結論としてはこうだ。あの日、アリスは工藤瑞稀を殺人犯として仕立てるため虐めの動画で脅迫し、家へと招き入れた。おそらくアリスは道端や玄関前に防犯カメラが設置されていることを知っていて、防犯カメラに工藤瑞稀の顔が写るようにしたのだろう。そして、ある程度の時間が経ったところで工藤瑞稀の恐怖心を煽って家から追い出した後、事前に用意していた白骨遺体を家に置き待機する。次の日、木造建築の家に火をつけて工藤瑞稀と同じ後ろ姿で防犯カメラに写りながらその場を去る。こう考えれば僕の掻き集めた事実と合致した。
ここまで思考を進めると一旦休憩を挟むことにした。窓から差し込む西日が天井全体を照らし、それを眺めるながら呼吸をする。正直、この可能性にはまだ問題が山積みだった。なぜこんなにも大掛かりな事件を起こそうとしたのか、なぜこのタイミングだったのか、そして最大の疑問は白骨遺体をどこから入手したのかだ。だがそんなものはひとまずどうだってよかった。
アリスが生きている、その可能性に対して僕は嬉しく感じた。アリスは工藤瑞稀に濡れ衣を着せて殺人犯に仕立てた。世間的に見ればそれは非難されるべきものだろうが、アリスが虐めから解放されて僕は本当に良かったと思う。アリスが無事で生きてさえいれば赤の他人がどうなろうが僕は構わなかった。
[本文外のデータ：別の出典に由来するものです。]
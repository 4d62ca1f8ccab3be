use booking_service::{config::Config, Application};
use tracing_subscriber::{layer::SubscriberExt, util::SubscriberInitExt};

#[tokio::main]
async fn main() -> anyhow::Result<()> {
    tracing_subscriber::registry()
        .with(tracing_subscriber::EnvFilter::new(
            std::env::var("RUST_LOG").unwrap_or_else(|_| "info,booking_service=debug".into()),
        ))
        .with(tracing_subscriber::fmt::layer())
        .init();

    let config = Config::from_env()?;
    let application = Application::build(config).await?;
    application.run_until_stopped().await?;

    Ok(())
}
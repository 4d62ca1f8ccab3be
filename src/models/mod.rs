pub mod booking;
pub mod payment;
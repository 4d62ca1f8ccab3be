//! Payment order and ledger models.

use mongodb::bson::DateTime;
use serde::{Deserialize, Serialize};
use uuid::Uuid;

/// Lifecycle of a gateway-side payment intent. At most one order per
/// booking is `Opened` at a time; a retry opens a fresh order instead of
/// reusing a consumed one.
#[derive(Debug, Clone, Copy, PartialEq, Eq, Serialize, Deserialize)]
#[serde(rename_all = "SCREAMING_SNAKE_CASE")]
pub enum PaymentOrderStatus {
    Opened,
    Consumed,
    Expired,
}

/// A payment intent created in the gateway for one booking, tracked
/// locally by the gateway's order reference.
#[derive(Debug, Clone, Serialize, Deserialize)]
pub struct PaymentOrder {
    #[serde(rename = "_id")]
    pub id: Uuid,
    pub booking_id: Uuid,
    /// Always equal to the booking's total at creation; enforced by the
    /// reconciler, never recomputed.
    pub amount: i64,
    pub currency: String,
    pub provider_order_id: String,
    pub status: PaymentOrderStatus,
    pub created_at: DateTime,
    pub updated_at: DateTime,
}

impl PaymentOrder {
    pub fn open(booking_id: Uuid, amount: i64, currency: String, provider_order_id: String) -> Self {
        let now = DateTime::now();
        Self {
            id: Uuid::new_v4(),
            booking_id,
            amount,
            currency,
            provider_order_id,
            status: PaymentOrderStatus::Opened,
            created_at: now,
            updated_at: now,
        }
    }
}

#[derive(Debug, Clone, Copy, PartialEq, Eq, Serialize, Deserialize)]
#[serde(rename_all = "SCREAMING_SNAKE_CASE")]
pub enum LedgerEntryStatus {
    Pending,
    Success,
    Failed,
}

impl LedgerEntryStatus {
    pub fn as_str(&self) -> &'static str {
        match self {
            Self::Pending => "PENDING",
            Self::Success => "SUCCESS",
            Self::Failed => "FAILED",
        }
    }
}

impl std::fmt::Display for LedgerEntryStatus {
    fn fmt(&self, f: &mut std::fmt::Formatter<'_>) -> std::fmt::Result {
        write!(f, "{}", self.as_str())
    }
}

/// Immutable record of one payment attempt. The ledger is append-only: a
/// failed or retried attempt produces a new entry, never an update of a
/// prior one. At most one SUCCESS entry may exist per booking.
#[derive(Debug, Clone, Serialize, Deserialize)]
pub struct PaymentLedgerEntry {
    #[serde(rename = "_id")]
    pub id: Uuid,
    pub order_id: Uuid,
    pub booking_id: Uuid,
    pub amount: i64,
    pub currency: String,
    /// Gateway name/method, e.g. "razorpay".
    pub payment_mode: String,
    pub provider_payment_id: Option<String>,
    /// Free-form context for the admin payments view, e.g. the gateway's
    /// failure description.
    pub note: Option<String>,
    pub status: LedgerEntryStatus,
    pub created_at: DateTime,
}

impl PaymentLedgerEntry {
    pub fn record(
        order: &PaymentOrder,
        status: LedgerEntryStatus,
        provider_payment_id: Option<String>,
        note: Option<String>,
    ) -> Self {
        Self {
            id: Uuid::new_v4(),
            order_id: order.id,
            booking_id: order.booking_id,
            amount: order.amount,
            currency: order.currency.clone(),
            payment_mode: "razorpay".to_string(),
            provider_payment_id,
            note,
            status,
            created_at: DateTime::now(),
        }
    }
}
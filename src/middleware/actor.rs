//! Actor context extractor.
//!
//! Identifies who is calling (customer or administrator) from request
//! headers set by the authenticating frontend after session validation.
//! The core accepts these as plain parameters; session handling itself is
//! an external collaborator concern.

use axum::async_trait;
use axum::extract::FromRequestParts;
use axum::http::request::Parts;

use crate::error::AppError;
use crate::models::booking::Actor;

/// Caller identity extracted from request headers.
#[derive(Debug, Clone)]
pub struct ActorContext {
    pub actor: Actor,
    /// Present for customer calls; admins act on any booking.
    pub customer_id: Option<String>,
}

impl ActorContext {
    pub fn is_admin(&self) -> bool {
        self.actor == Actor::Admin
    }

    /// Whether this caller may read the given customer's booking.
    pub fn can_access(&self, customer_id: &str) -> bool {
        self.is_admin() || self.customer_id.as_deref() == Some(customer_id)
    }
}

#[async_trait]
impl<S> FromRequestParts<S> for ActorContext
where
    S: Send + Sync,
{
    type Rejection = AppError;

    async fn from_request_parts(parts: &mut Parts, _state: &S) -> Result<Self, Self::Rejection> {
        let role = parts
            .headers
            .get("X-Actor-Role")
            .and_then(|v| v.to_str().ok())
            .ok_or_else(|| {
                AppError::Unauthorized(anyhow::anyhow!("Missing X-Actor-Role header"))
            })?;

        let actor = match role {
            "customer" => Actor::Customer,
            "admin" => Actor::Admin,
            other => {
                return Err(AppError::Unauthorized(anyhow::anyhow!(
                    "Unknown actor role: {}",
                    other
                )))
            }
        };

        let customer_id = parts
            .headers
            .get("X-Customer-ID")
            .and_then(|v| v.to_str().ok())
            .map(|v| v.to_string());

        if actor == Actor::Customer && customer_id.is_none() {
            return Err(AppError::Unauthorized(anyhow::anyhow!(
                "Missing X-Customer-ID header for customer request"
            )));
        }

        Ok(ActorContext { actor, customer_id })
    }
}
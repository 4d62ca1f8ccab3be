//! Booking record and its status state machine.
//!
//! A booking is created once, at quote time, with its amounts frozen. It is
//! mutated only through status transitions and never physically deleted;
//! cancellation is a transition, not a removal.

use mongodb::bson::DateTime;
use serde::{Deserialize, Serialize};
use uuid::Uuid;

use crate::error::BookingError;
use crate::pricing::{DurationTier, Quote};

/// Who is requesting a transition. The state machine admits different
/// edges for customers, administrators and the reconciler itself.
#[derive(Debug, Clone, Copy, PartialEq, Eq)]
pub enum Actor {
    Customer,
    Admin,
    /// The payment reconciler, confirming a booking after settlement.
    System,
}

#[derive(Debug, Clone, Copy, PartialEq, Eq, Serialize, Deserialize)]
#[serde(rename_all = "SCREAMING_SNAKE_CASE")]
pub enum BookingStatus {
    PendingPayment,
    Confirmed,
    Ongoing,
    Completed,
    Cancelled,
}

impl BookingStatus {
    pub const ALL: [BookingStatus; 5] = [
        Self::PendingPayment,
        Self::Confirmed,
        Self::Ongoing,
        Self::Completed,
        Self::Cancelled,
    ];

    pub fn as_str(&self) -> &'static str {
        match self {
            Self::PendingPayment => "PENDING_PAYMENT",
            Self::Confirmed => "CONFIRMED",
            Self::Ongoing => "ONGOING",
            Self::Completed => "COMPLETED",
            Self::Cancelled => "CANCELLED",
        }
    }

    /// Terminal states admit no further transitions.
    pub fn is_terminal(&self) -> bool {
        matches!(self, Self::Completed | Self::Cancelled)
    }

    /// Check one edge of the transition table.
    ///
    /// | from            | to        | actor          |
    /// |-----------------|-----------|----------------|
    /// | PENDING_PAYMENT | CONFIRMED | system         |
    /// | PENDING_PAYMENT | CANCELLED | customer/admin |
    /// | CONFIRMED       | ONGOING   | admin          |
    /// | CONFIRMED       | CANCELLED | customer/admin |
    /// | ONGOING         | COMPLETED | admin          |
    ///
    /// Any other edge fails with `IllegalStateTransition` and the caller
    /// must leave the record unchanged.
    pub fn transition_to(self, to: BookingStatus, actor: Actor) -> Result<(), BookingError> {
        use BookingStatus::*;

        let allowed = match (self, to) {
            (PendingPayment, Confirmed) => actor == Actor::System,
            (PendingPayment, Cancelled) => matches!(actor, Actor::Customer | Actor::Admin),
            (Confirmed, Ongoing) => actor == Actor::Admin,
            (Confirmed, Cancelled) => matches!(actor, Actor::Customer | Actor::Admin),
            (Ongoing, Completed) => actor == Actor::Admin,
            _ => false,
        };

        if allowed {
            Ok(())
        } else {
            Err(BookingError::IllegalStateTransition { from: self, to })
        }
    }
}

impl std::fmt::Display for BookingStatus {
    fn fmt(&self, f: &mut std::fmt::Formatter<'_>) -> std::fmt::Result {
        write!(f, "{}", self.as_str())
    }
}

/// How the customer takes delivery of the bike.
#[derive(Debug, Clone, PartialEq, Eq, Serialize, Deserialize)]
#[serde(tag = "kind", rename_all = "snake_case")]
pub enum PickupMode {
    /// Pickup at a rental station.
    Station { location_id: String },
    /// Doorstep delivery to a customer address.
    Doorstep { address: String },
}

/// One rental reservation.
#[derive(Debug, Clone, Serialize, Deserialize)]
pub struct BookingRecord {
    #[serde(rename = "_id")]
    pub id: Uuid,
    pub customer_id: String,
    pub bike_id: String,
    pub duration_tier: DurationTier,
    pub pickup_at: DateTime,
    pub drop_at: DateTime,
    pub pickup_mode: PickupMode,
    /// Quote snapshot in minor units, frozen at creation. The customer is
    /// charged what was quoted even if published rates change later.
    pub base_amount: i64,
    pub discount_amount: i64,
    pub tax_amount: i64,
    pub total_amount: i64,
    pub currency: String,
    pub status: BookingStatus,
    pub created_at: DateTime,
    pub updated_at: DateTime,
}

impl BookingRecord {
    #[allow(clippy::too_many_arguments)]
    pub fn new(
        customer_id: String,
        bike_id: String,
        tier: DurationTier,
        pickup_at: DateTime,
        drop_at: DateTime,
        pickup_mode: PickupMode,
        quote: Quote,
        currency: String,
    ) -> Self {
        let now = DateTime::now();
        Self {
            id: Uuid::new_v4(),
            customer_id,
            bike_id,
            duration_tier: tier,
            pickup_at,
            drop_at,
            pickup_mode,
            base_amount: quote.base,
            discount_amount: quote.discount,
            tax_amount: quote.tax,
            total_amount: quote.total,
            currency,
            status: BookingStatus::PendingPayment,
            created_at: now,
            updated_at: now,
        }
    }
}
アリスが死んだと聞かされてから僕はアリスを殺した張本人を探そうとしていた。あの日の真実を知りたいという理由もあれば、心の奥底には殺人という二文字が眠っていたに違いない。だがアリスが生きている、その可能性を導き出した僕はどうしたいのだろう。だがしかし、そんなものは自問自答するまでもなかった。
自分自身に言い聞かせるように何度も言うが、これはあくまで可能性であり真実ではない。アリスが生きている保証なんてどこにもないのだ。だが生きている可能性があるのであれば、僕はアリスに会いたい。彼女がどこで生きて、どのように生きているのか僕は知りたい。
今後の目的がたった今決まった。
どんなに時間がかかっても構わない。僕の人生を全て賭けてでもアリスを見つけ出す。そのためには今ある疑問について考える必要があるだろう。あの火災事件以降、アリスがどこに向かったかのヒントがまだ隠れているかもしれないし、今ある手掛かりから順番に思考を進めていく方がいいだろう。だが生存している人間の行方を探すのに僕は如何せん知識が少なすぎる。
そこである人間に協力を要請することにした。彼女なら僕の持ち得ない知識や情報を教えてくれる可能性が高かったし、ある意味アリスとも関わりがあった。その人物にまずは会うため、僕は三日後久しぶりに学校へ登校することにした。